Hay muchos otros párrafos aptos para el análisis, sobre todo
aquellos ubicados por los años en que los textos fueron escritos (1884 y 1885), plenos de transformaciones gastronómicas (“nuestra
mesa moderna concede hospitalidad a todos los buenos platos de otros pueblos
extraños”) y enológicas (“los viñedos
aumentan en las provincias al pie de los Andes, y los vinos de Cordero empiezan
a llevarse al litoral (3) Esto es
todavía embrionario, necesitan mayores elementos, grandes bodegas y vino
estacionado”) Pero las estampas
señaladas bastan para dar una idea sobre esa etapa tan dinámica de nuestro
país, cuando recién comenzaba a ser precisamente eso: un territorio unido por
el auténtico sentido de nacionalidad.
Notas:
(1) El libro completo se puede leer libremente en el
reservorio archive.org.

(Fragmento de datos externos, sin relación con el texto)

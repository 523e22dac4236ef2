//! End-to-end flow: controller loop driving the sales tools with a
//! scripted provider standing in for the model.

use std::collections::VecDeque;
use std::sync::{Arc, Mutex};

use async_trait::async_trait;

use agent_core::{
    provider::{Completion, GenerationOptions, LlmProvider},
    reasoning::{Agent, AgentConfig},
    AgentError, Result, Role, ToolRegistry, Turn,
};
use sales_advisor::{Dataset, LookupSalesTool, SalesStore};

struct ScriptedProvider {
    responses: Mutex<VecDeque<String>>,
}

impl ScriptedProvider {
    fn new(responses: &[&str]) -> Self {
        Self {
            responses: Mutex::new(responses.iter().map(|s| s.to_string()).collect()),
        }
    }
}

#[async_trait]
impl LlmProvider for ScriptedProvider {
    async fn health_check(&self) -> Result<bool> {
        Ok(true)
    }

    async fn complete(&self, _turns: &[Turn], options: &GenerationOptions) -> Result<Completion> {
        let content = self
            .responses
            .lock()
            .unwrap()
            .pop_front()
            .ok_or_else(|| AgentError::Provider("script exhausted".into()))?;
        Ok(Completion {
            content,
            model: options.model.clone(),
            usage: None,
        })
    }
}

/// Model script: request a lookup, synthesize SQL for it, then answer.
fn sales_agent(responses: &[&str]) -> Agent {
    let provider: Arc<dyn LlmProvider> = Arc::new(ScriptedProvider::new(responses));
    let store = Arc::new(SalesStore::open(Dataset::embedded().unwrap()).unwrap());

    let mut tools = ToolRegistry::new();
    tools.register(LookupSalesTool::new(
        provider.clone(),
        store,
        GenerationOptions::default(),
    ));

    Agent::new(provider, Arc::new(tools), AgentConfig::default())
}

const LOOKUP_REQUEST: &str = "```tool\n{\"tool\": \"lookup_sales_data\", \"arguments\": {\"prompt\": \"total revenue across all stores\"}}\n```";

#[tokio::test]
async fn total_revenue_question_flows_through_lookup() {
    let agent = sales_agent(&[
        // 1: the assistant requests the lookup tool
        LOOKUP_REQUEST,
        // 2: the lookup tool's SQL synthesis call
        "SELECT SUM(total_sale_value) AS total_revenue FROM sales",
        // 3: the final prose answer
        "The total revenue across all stores was about $3,000.",
    ]);

    let mut conversation = agent.seed_conversation("What was the total revenue across all stores?");
    let answer = agent.run_conversation(&mut conversation).await.unwrap();

    assert!(answer.contains("total revenue"));

    // The tool turn carries the one-row result table
    let tool_turn = conversation
        .turns()
        .iter()
        .find(|t| t.role == Role::Tool)
        .expect("tool result turn");
    assert!(tool_turn.content.contains("total_revenue"));

    // SUM over the embedded dataset is a positive number
    let total: f64 = tool_turn
        .content
        .lines()
        .last()
        .unwrap()
        .trim()
        .parse()
        .expect("numeric total row");
    assert!(total > 0.0);
}

#[tokio::test]
async fn malformed_synthesized_sql_is_contained_and_loop_continues() {
    let agent = sales_agent(&[
        LOOKUP_REQUEST,
        // SQL referencing a column that does not exist
        "SELECT no_such_column FROM sales",
        "I could not retrieve that data.",
    ]);

    let mut conversation = agent.seed_conversation("What was the total revenue?");
    let answer = agent.run_conversation(&mut conversation).await.unwrap();

    assert_eq!(answer, "I could not retrieve that data.");

    let tool_turn = conversation
        .turns()
        .iter()
        .find(|t| t.role == Role::Tool)
        .unwrap();
    assert!(tool_turn.content.contains("Error accessing data:"));
}
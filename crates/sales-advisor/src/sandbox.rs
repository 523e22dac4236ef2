//! Chart-Script Sandbox
//!
//! A restricted interpreter for model-generated visualization code. The
//! language has variables, arithmetic, lists, maps, and a fixed allow-list
//! of builtin functions; there is no way to reach the filesystem, the
//! network, or another process from inside it. `chart(...)` stands in for
//! the plotting library: it produces a chart object that the executor
//! captures as the run's result.
//!
//! This is a behavioral sandbox. Running truly untrusted code still calls
//! for an isolated process with resource limits.

use std::collections::HashMap;

use crate::error::{AdvisorError, Result};

/// A runtime value
#[derive(Clone, Debug, PartialEq)]
pub enum Value {
    Num(f64),
    Bool(bool),
    Str(String),
    List(Vec<Value>),
    /// Insertion-ordered key/value pairs
    Map(Vec<(String, Value)>),
    /// A produced chart object
    Chart(serde_json::Value),
    Unit,
}

type EvalResult<T> = std::result::Result<T, String>;

// Upper bound on interpreter work per run. Generated chart scripts are
// tiny; anything that reaches this is runaway.
const MAX_OPS: u64 = 1_000_000;

/// Execute chart-script code. Returns the chart object representation if
/// one was produced, else any printed output, else a generic success
/// acknowledgment.
pub fn execute(code: &str) -> Result<String> {
    let mut interp = Interp::default();

    for (lineno, raw) in code.lines().enumerate() {
        let line = strip_comment(raw);
        let line = line.trim();
        if line.is_empty() {
            continue;
        }
        interp
            .exec_line(line)
            .map_err(|e| AdvisorError::Sandbox(format!("line {}: {}", lineno + 1, e)))?;
    }

    Ok(interp.finish())
}

fn strip_comment(line: &str) -> &str {
    // '#' inside string literals is rare in generated chart code; a comment
    // marker is only honored outside quotes.
    let mut in_quote: Option<char> = None;
    for (i, c) in line.char_indices() {
        match in_quote {
            Some(q) if c == q => in_quote = None,
            Some(_) => {}
            None if c == '"' || c == '\'' => in_quote = Some(c),
            None if c == '#' => return &line[..i],
            None => {}
        }
    }
    line
}

#[derive(Default)]
struct Interp {
    vars: HashMap<String, Value>,
    output: String,
    chart: Option<serde_json::Value>,
    ops: u64,
}

impl Interp {
    fn exec_line(&mut self, line: &str) -> EvalResult<()> {
        let tokens = tokenize(line)?;
        if tokens.is_empty() {
            return Ok(());
        }
        self.charge(tokens.len() as u64)?;

        // `name = expr` assignment, else a bare expression statement
        if let (Some(Token::Ident(name)), Some(Token::Eq)) = (tokens.first(), tokens.get(1)) {
            let name = name.clone();
            let value = self.eval_tokens(&tokens[2..])?;
            self.vars.insert(name, value);
        } else {
            self.eval_tokens(&tokens)?;
        }
        Ok(())
    }

    fn charge(&mut self, cost: u64) -> EvalResult<()> {
        self.ops = self.ops.saturating_add(cost);
        if self.ops > MAX_OPS {
            return Err("operation limit exceeded".into());
        }
        Ok(())
    }

    fn eval_tokens(&mut self, tokens: &[Token]) -> EvalResult<Value> {
        let mut parser = Parser {
            tokens,
            pos: 0,
            interp: self,
        };
        let value = parser.parse_expr()?;
        if parser.pos != tokens.len() {
            return Err("unexpected trailing tokens".into());
        }
        Ok(value)
    }

    fn finish(self) -> String {
        if let Some(chart) = self.chart {
            return format!("Chart created: {}", chart);
        }
        let output = self.output.trim_end();
        if output.is_empty() {
            "Code executed successfully".into()
        } else {
            output.to_string()
        }
    }

    /// The builtin allow-list. Anything not matched here does not exist.
    fn call(&mut self, name: &str, args: Vec<Value>) -> EvalResult<Value> {
        match name {
            "print" => {
                let line = args.iter().map(display).collect::<Vec<_>>().join(" ");
                self.output.push_str(&line);
                self.output.push('\n');
                Ok(Value::Unit)
            }
            "len" => {
                let [arg] = one(name, args)?;
                let len = match arg {
                    Value::Str(s) => s.chars().count(),
                    Value::List(l) => l.len(),
                    Value::Map(m) => m.len(),
                    other => return Err(format!("len() of {}", kind(&other))),
                };
                Ok(Value::Num(len as f64))
            }
            "range" => {
                let (start, end) = match args.len() {
                    1 => (0.0, as_num(&args[0])?),
                    2 => (as_num(&args[0])?, as_num(&args[1])?),
                    n => return Err(format!("range() takes 1 or 2 arguments, got {n}")),
                };
                self.charge(if end > start { (end - start) as u64 } else { 0 })?;
                let mut items = Vec::new();
                let mut i = start;
                while i < end {
                    items.push(Value::Num(i));
                    i += 1.0;
                }
                Ok(Value::List(items))
            }
            "sum" => Ok(Value::Num(numeric_args(name, args)?.iter().sum())),
            "min" | "max" => {
                let nums = numeric_args(name, args)?;
                if nums.is_empty() {
                    return Err(format!("{name}() of empty sequence"));
                }
                let folded = nums.iter().copied().fold(nums[0], |acc, n| {
                    if name == "min" { acc.min(n) } else { acc.max(n) }
                });
                Ok(Value::Num(folded))
            }
            "abs" => {
                let [arg] = one(name, args)?;
                Ok(Value::Num(as_num(&arg)?.abs()))
            }
            "round" => {
                let digits = match args.len() {
                    1 => 0i32,
                    2 => as_num(&args[1])? as i32,
                    n => return Err(format!("round() takes 1 or 2 arguments, got {n}")),
                };
                let factor = 10f64.powi(digits);
                Ok(Value::Num((as_num(&args[0])? * factor).round() / factor))
            }
            "int" => {
                let [arg] = one(name, args)?;
                let n = match arg {
                    Value::Str(s) => s
                        .trim()
                        .parse::<f64>()
                        .map_err(|_| format!("int() of invalid string {s:?}"))?,
                    Value::Bool(b) => b as i64 as f64,
                    other => as_num(&other)?,
                };
                Ok(Value::Num(n.trunc()))
            }
            "float" => {
                let [arg] = one(name, args)?;
                let n = match arg {
                    Value::Str(s) => s
                        .trim()
                        .parse::<f64>()
                        .map_err(|_| format!("float() of invalid string {s:?}"))?,
                    Value::Bool(b) => b as i64 as f64,
                    other => as_num(&other)?,
                };
                Ok(Value::Num(n))
            }
            "str" => {
                let [arg] = one(name, args)?;
                Ok(Value::Str(display(&arg)))
            }
            "json" => {
                let [arg] = one(name, args)?;
                let Value::Str(text) = arg else {
                    return Err("json() takes a string".into());
                };
                let parsed: serde_json::Value =
                    serde_json::from_str(&text).map_err(|e| format!("json(): {e}"))?;
                Ok(json_to_value(parsed))
            }
            "chart" => {
                let [arg] = one(name, args)?;
                if !matches!(arg, Value::Map(_)) {
                    return Err("chart() takes a configuration map".into());
                }
                let json = value_to_json(&arg)?;
                self.chart = Some(json.clone());
                Ok(Value::Chart(json))
            }
            _ => Err(format!("unknown function '{name}'")),
        }
    }
}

El siguiente es el link: https://archive.org/details/memoriasdeunvie00quesgoog
(2) Vale aclarar que en ambos caso se refiere a su estancia
en Córdoba. En el siglo XIX los vinos de Salta eran tan apreciados en el NOA y
el centro del país como desconocidos en Buenos Aires y el litoral, situación
que se mantuvo hasta la segunda mitad del siglo XX. Sólo hacia la década de
1960 la región comenzó a tener una llegada efectiva a los centros de consumo
más distantes.
(3) Desde ya que se refiere al mítico Vino Cordero, el mismo del que alguna vez degustamos una antigua
botella, según consta en las entradas el 29/8/2012 y 15/10/2012.